## Problem details:
Repeat, line for line, the entries below from the first line to the line containing "cannot be installed", counting both ends.

## Input data:
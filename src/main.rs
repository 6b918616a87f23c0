//! Demo API Server - Main Application Entry Point
//!
//! A small REST API exposing one demo endpoint guarded by a static API key passed as the `api_key` query parameter.
//!
//! # Architecture
//!
//! - **Web Framework**: Axum (async HTTP server)
//! - **Authentication**: single configured API key, compared as SHA-256 digests
//! - **Format**: JSON responses of the form `{"message": "..."}`
//!
//! # Startup Flow
//!
//! 1. Load configuration from environment variables
//! 2. Build HTTP router with routes and middleware
//! 3. Start server on configured port
//! 4. Stop on Ctrl+C

mod config;
mod error;
mod handlers;
mod middleware;
mod models;
mod routes;

use tracing_subscriber::EnvFilter;

#[tokio::main]
async fn main() -> anyhow::Result<()> {
    // Initialize logging with tracing subscriber. Reads RUST_LOG environment variable (defaults to "info" level)
    tracing_subscriber::fmt()
        .with_env_filter(EnvFilter::try_from_default_env().unwrap_or_else(|_| "info".into()))
        .init();

    // Load configuration
    let config = config::Config::from_env()?;
    tracing::info!("Configuration loaded");

    let app = routes::build_app(&config);

    // Bind to network address and start server
    let addr = format!("0.0.0.0:{}", config.server_port);
    let listener = tokio::net::TcpListener::bind(&addr).await?;
    tracing::info!("Server listening on {}", addr);

    axum::serve(listener, app)
        .with_graceful_shutdown(shutdown_signal())
        .await?;

    tracing::info!("Server stopped");
    Ok(())
}

/// Wait for shutdown signal (Ctrl+C).
async fn shutdown_signal() {
    if let Err(error) = tokio::signal::ctrl_c().await {
        // Keep serving if the handler cannot be installed
        tracing::error!(%error, "Failed to install Ctrl+C handler");
        std::future::pending::<()>().await;
    }
    tracing::info!("Shutdown signal received");
}
//! HTTP request handlers (route handlers).
//!
//! Each handler is an async function that returns a JSON response.
/// Demo endpoint
pub mod demo;
/// Service health endpoint
pub mod health;
/// Gated fallback for unrouted paths
pub mod fallback;
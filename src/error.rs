//! Error types and HTTP response handling for rejected requests.
//!
//! The only failures a request can hit are API-key validation failures.
//! Both render as the same `{"message": ...}` body the demo endpoint uses,
//! with a plain 200 status and no machine-readable error code.

use crate::models::message::MessageResponse;
use axum::{
    Json,
    http::StatusCode,
    response::{IntoResponse, Response},
};

/// Reasons the API-key gate can reject a request.
///
/// The `Display` text of each variant is exactly the message sent to the client.
#[derive(Debug, Clone, PartialEq, Eq, thiserror::Error)]
pub enum ApiKeyError {
    /// No `api_key` query parameter, or an empty one.
    #[error("Must have API key")]
    MissingApiKey,

    /// An `api_key` was supplied but does not match the configured key.
    #[error("Invalid API key")]
    InvalidApiKey,
}

/// Convert ApiKeyError into an HTTP response.
///
/// # Response Format
///
/// ```json
/// { "message": "Invalid API key" }
/// ```
///
/// Both variants answer with `200 OK`; clients tell them apart by message only.
impl IntoResponse for ApiKeyError {
    fn into_response(self) -> Response {
        let body = Json(MessageResponse::new(self.to_string()));

        (StatusCode::OK, body).into_response()
    }
}
//! API key configuration for the request gate.
//!
//! The accepted key is held only as a SHA-256 hash, so the plain value does
//! not linger in memory after the router is built.

use sha2::{Digest, Sha256};

/// The single API key the gate accepts.
///
/// Built once at router construction and shared with the middleware through
/// axum `State`. Swapping the value in tests is just `ApiKeyConfig::new("other")`.
#[derive(Debug, Clone, PartialEq, Eq)]
pub struct ApiKeyConfig {
    /// SHA-256 hash of the accepted API key (64 hex characters)
    key_hash: String,
}

impl ApiKeyConfig {
    pub fn new(valid_key: &str) -> Self {
        Self {
            key_hash: hash_key(valid_key),
        }
    }

    /// Whether `candidate` is the configured key.
    ///
    /// Compares fixed-length digests rather than the raw strings.
    pub fn matches(&self, candidate: &str) -> bool {
        hash_key(candidate) == self.key_hash
    }
}

/// Hex-encoded SHA-256 of an API key.
fn hash_key(key: &str) -> String {
    let mut hasher = Sha256::new();
    hasher.update(key.as_bytes());

    hex::encode(hasher.finalize())
}

#[cfg(test)]
mod tests {
    use super::*;

    #[test]
    fn matches_only_the_configured_key() {
        let config = ApiKeyConfig::new("12345");
        assert!(config.matches("12345"));
        assert!(!config.matches("1234"));
        assert!(!config.matches("123456"));
        assert!(!config.matches(" 12345"));
    }

    #[test]
    fn stores_a_hex_digest() {
        let config = ApiKeyConfig::new("12345");
        assert_eq!(config.key_hash.len(), 64);
        assert_ne!(config.key_hash, "12345");
    }
}
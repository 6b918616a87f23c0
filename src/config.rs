//! Application configuration management.
//!
//! This module handles loading configuration from environment variables.
//! It uses the `envy` crate to automatically deserialize environment variables into a type-safe struct.

use serde::Deserialize;

/// Application configuration loaded from environment variables.
///
/// # Environment Variables
///
/// - `SERVER_PORT` (optional): HTTP server port, defaults to 3000
/// - `API_KEY` (optional): the single accepted API key, defaults to `12345`
/// - `BASE_PATH` (optional): prefix the demo router is mounted under, defaults to the root
#[derive(Debug, Clone, Deserialize)]
pub struct Config {
    #[serde(default = "default_port")]
    pub server_port: u16,

    #[serde(default = "default_api_key")]
    pub api_key: String,

    #[serde(default)]
    pub base_path: String,
}

/// Default port if SERVER_PORT environment variable is not set.
fn default_port() -> u16 {
    3000
}

fn default_api_key() -> String {
    "12345".to_string()
}

impl Default for Config {
    fn default() -> Self {
        Self {
            server_port: default_port(),
            api_key: default_api_key(),
            base_path: String::new(),
        }
    }
}

impl Config {
    /// Load configuration from environment variables.
    ///
    /// This method first attempts to load a `.env` file (which is optional),
    /// then reads environment variables and deserializes them into a Config struct.
    ///
    /// # Errors
    ///
    /// Returns an error if an environment variable value cannot be parsed
    /// into the expected type (e.g. a non-numeric `SERVER_PORT`).
    pub fn from_env() -> Result<Self, envy::Error> {
        // Try to load .env file if it exists (does nothing if not found)
        dotenvy::dotenv().ok();

        // Field names are automatically converted: base_path -> BASE_PATH
        envy::from_env::<Config>()
    }

    /// Mount prefix for the gated router, normalized to `/segment[/segment]`.
    ///
    /// Returns `None` when the router should sit at the root.
    pub fn mount_path(&self) -> Option<String> {
        let trimmed = self.base_path.trim().trim_matches('/');
        if trimmed.is_empty() {
            None
        } else {
            Some(format!("/{trimmed}"))
        }
    }
}
//! Data models shared by the middleware and handlers.

/// Accepted API key configuration
pub mod api_key;
/// JSON message body
pub mod message;
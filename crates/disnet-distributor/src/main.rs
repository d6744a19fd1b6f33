// SPDX-License-Identifier: Apache-2.0 OR MIT
// Copyright (c) 2025-2026 naskel.com

//! DIS Link Distributor CLI
//!
//! # Usage
//!
//! ```bash
//! # Run with a configuration file
//! disnet-distributor --config distributor.toml
//!
//! # Generate an example configuration file
//! disnet-distributor gen-config --output distributor.toml
//!
//! # Validate a configuration file
//! disnet-distributor validate --config distributor.toml
//! ```

use std::path::PathBuf;
use std::sync::atomic::{AtomicBool, Ordering};
use std::sync::Arc;
use std::time::{Duration, Instant};

use clap::{Parser, Subcommand};
use tracing_subscriber::EnvFilter;

use disnet_distributor::{
    DisLinkConfig, Distributor, DistributorConfig, LinkConfig, ReflectorStatsSnapshot,
    WanLinkConfig,
};

/// DIS Link Distributor
#[derive(Parser, Debug)]
#[command(name = "disnet-distributor")]
#[command(about = "DIS link distributor - relays PDU traffic between exercise networks")]
#[command(version)]
struct Args {
    /// Configuration file path
    #[arg(short, long)]
    config: Option<PathBuf>,

    /// Statistics reporting interval (seconds, 0 to disable)
    #[arg(long, default_value = "10")]
    stats_interval: u64,

    /// Log level (trace, debug, info, warn, error)
    #[arg(long, default_value = "info")]
    log_level: String,

    #[command(subcommand)]
    command: Option<Commands>,
}

#[derive(Subcommand, Debug)]
enum Commands {
    /// Generate example configuration file
    GenConfig {
        /// Output file path
        #[arg(short, long, default_value = "distributor.toml")]
        output: PathBuf,
    },

    /// Validate a configuration file
    Validate {
        /// Configuration file path
        #[arg(short, long)]
        config: PathBuf,
    },
}

fn main() -> Result<(), Box<dyn std::error::Error>> {
    let args = Args::parse();

    let filter = EnvFilter::try_new(&args.log_level).unwrap_or_else(|_| EnvFilter::new("info"));
    tracing_subscriber::fmt()
        .with_env_filter(filter)
        .with_target(false)
        .init();

    if let Some(cmd) = args.command {
        return match cmd {
            Commands::GenConfig { output } => cmd_gen_config(&output),
            Commands::Validate { config } => cmd_validate(&config),
        };
    }

    let config_path = args
        .config
        .ok_or("Missing --config (or use the gen-config subcommand to create one)")?;
    let mut config = DistributorConfig::from_file(&config_path)?;
    if args.stats_interval != 10 {
        config.stats_interval_secs = args.stats_interval;
    }

    let mut distributor = Distributor::new(config.clone())?;

    println!("DIS Link Distributor v{}", env!("CARGO_PKG_VERSION"));
    println!("=====================================");
    println!();
    println!("Distributor: {}", distributor.name());
    for link in distributor.links() {
        println!("  {}", link.describe());
    }
    println!();

    let up = distributor.up_all();
    println!("{}/{} links up", up, distributor.links().len());
    if up == 0 {
        distributor.shutdown();
        return Err("No link came up".into());
    }
    println!("Press Ctrl+C to stop...");
    println!();

    let running = Arc::new(AtomicBool::new(true));
    let running_handler = Arc::clone(&running);
    ctrlc::set_handler(move || {
        running_handler.store(false, Ordering::SeqCst);
    })?;

    let stats_interval = config.stats_interval_secs;
    let mut last_stats = Instant::now();
    while running.load(Ordering::SeqCst) {
        std::thread::sleep(Duration::from_millis(200));
        if stats_interval > 0 && last_stats.elapsed() >= Duration::from_secs(stats_interval) {
            print_stats(&distributor.stats(), &distributor.status());
            last_stats = Instant::now();
        }
    }

    println!("\nShutting down...");
    let final_stats = distributor.stats();
    let final_status = distributor.status();
    distributor.shutdown();

    println!("\nFinal Statistics:");
    print_stats(&final_stats, &final_status);
    Ok(())
}

fn cmd_gen_config(output: &PathBuf) -> Result<(), Box<dyn std::error::Error>> {
    let mut config = DistributorConfig {
        name: "example-distributor".into(),
        ..Default::default()
    };
    config.add_link(LinkConfig::Dis(
        DisLinkConfig::new("lan", 3000, "192.168.1.255:3000").exercise(1),
    ));
    config.add_link(LinkConfig::Wan(
        WanLinkConfig::new("site-bravo", 4000, "10.0.0.2:4000").bundle(1400, 100),
    ));

    let toml_str = toml::to_string_pretty(&config)?;
    let content = format!(
        "# DIS Link Distributor Configuration\n# Generated by disnet-distributor gen-config\n\n{}",
        toml_str
    );

    std::fs::write(output, content)?;
    println!("Generated configuration file: {}", output.display());
    Ok(())
}

fn cmd_validate(config_path: &PathBuf) -> Result<(), Box<dyn std::error::Error>> {
    match DistributorConfig::from_file(config_path) {
        Ok(config) => {
            println!("Configuration valid!");
            println!();
            println!("Distributor: {}", config.name);
            println!("Links: {}", config.links.len());
            for (i, link) in config.links.iter().enumerate() {
                match link {
                    LinkConfig::Dis(dis) => println!(
                        "  [{}] dis '{}': :{} -> {} (exercise {})",
                        i, dis.name, dis.bind_port, dis.destination, dis.exercise_id
                    ),
                    LinkConfig::Wan(wan) => println!(
                        "  [{}] wan '{}': :{} -> {} (bundle {} B / {} ms)",
                        i, wan.name, wan.bind_port, wan.peer, wan.max_bundle_bytes,
                        wan.max_idle_ms
                    ),
                }
            }
            Ok(())
        }
        Err(e) => {
            eprintln!("Configuration invalid: {}", e);
            std::process::exit(1);
        }
    }
}

fn print_stats(stats: &ReflectorStatsSnapshot, status: &[String]) {
    println!("--- Relay Statistics ---");
    println!(
        "  {} messages, {} deliveries, {} failures",
        stats.messages, stats.deliveries, stats.delivery_failures
    );
    for line in status {
        println!("  {}", line);
    }
}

## Written response:
filename src/main.rs
repository 6b918616a87f23c0
//! Demo API Server - Main Application Entry Point
//!
//! A small REST API exposing one demo endpoint guarded by a static API key passed as the `api_key` query parameter.
//!
//! # Architecture
//!
//! - **Web Framework**: Axum (async HTTP server)
//! - **Authentication**: single configured API key, compared as SHA-256 digests
//! - **Format**: JSON responses of the form `{"message": "..."}`
//!
//! # Startup Flow
//!
//! 1. Load configuration from environment variables
//! 2. Build HTTP router with routes and middleware
//! 3. Start server on configured port
//! 4. Stop on Ctrl+C

mod config;
mod error;
mod handlers;
mod middleware;
mod models;
mod routes;

use tracing_subscriber::EnvFilter;

#[tokio::main]
async fn main() -> anyhow::Result<()> {
    // Initialize logging with tracing subscriber. Reads RUST_LOG environment variable (defaults to "info" level)
    tracing_subscriber::fmt()
        .with_env_filter(EnvFilter::try_from_default_env().unwrap_or_else(|_| "info".into()))
        .init();

    // Load configuration
    let config = config::Config::from_env()?;
    tracing::info!("Configuration loaded");

    let app = routes::build_app(&config);

    // Bind to network address and start server
    let addr = format!("0.0.0.0:{}", config.server_port);
    let listener = tokio::net::TcpListener::bind(&addr).await?;
    tracing::info!("Server listening on {}", addr);

    axum::serve(listener, app)
        .with_graceful_shutdown(shutdown_signal())
        .await?;

    tracing::info!("Server stopped");
    Ok(())
}

/// Wait for shutdown signal (Ctrl+C).
async fn shutdown_signal() {
    if let Err(error) = tokio::signal::ctrl_c().await {
        // Keep serving if the handler cannot be installed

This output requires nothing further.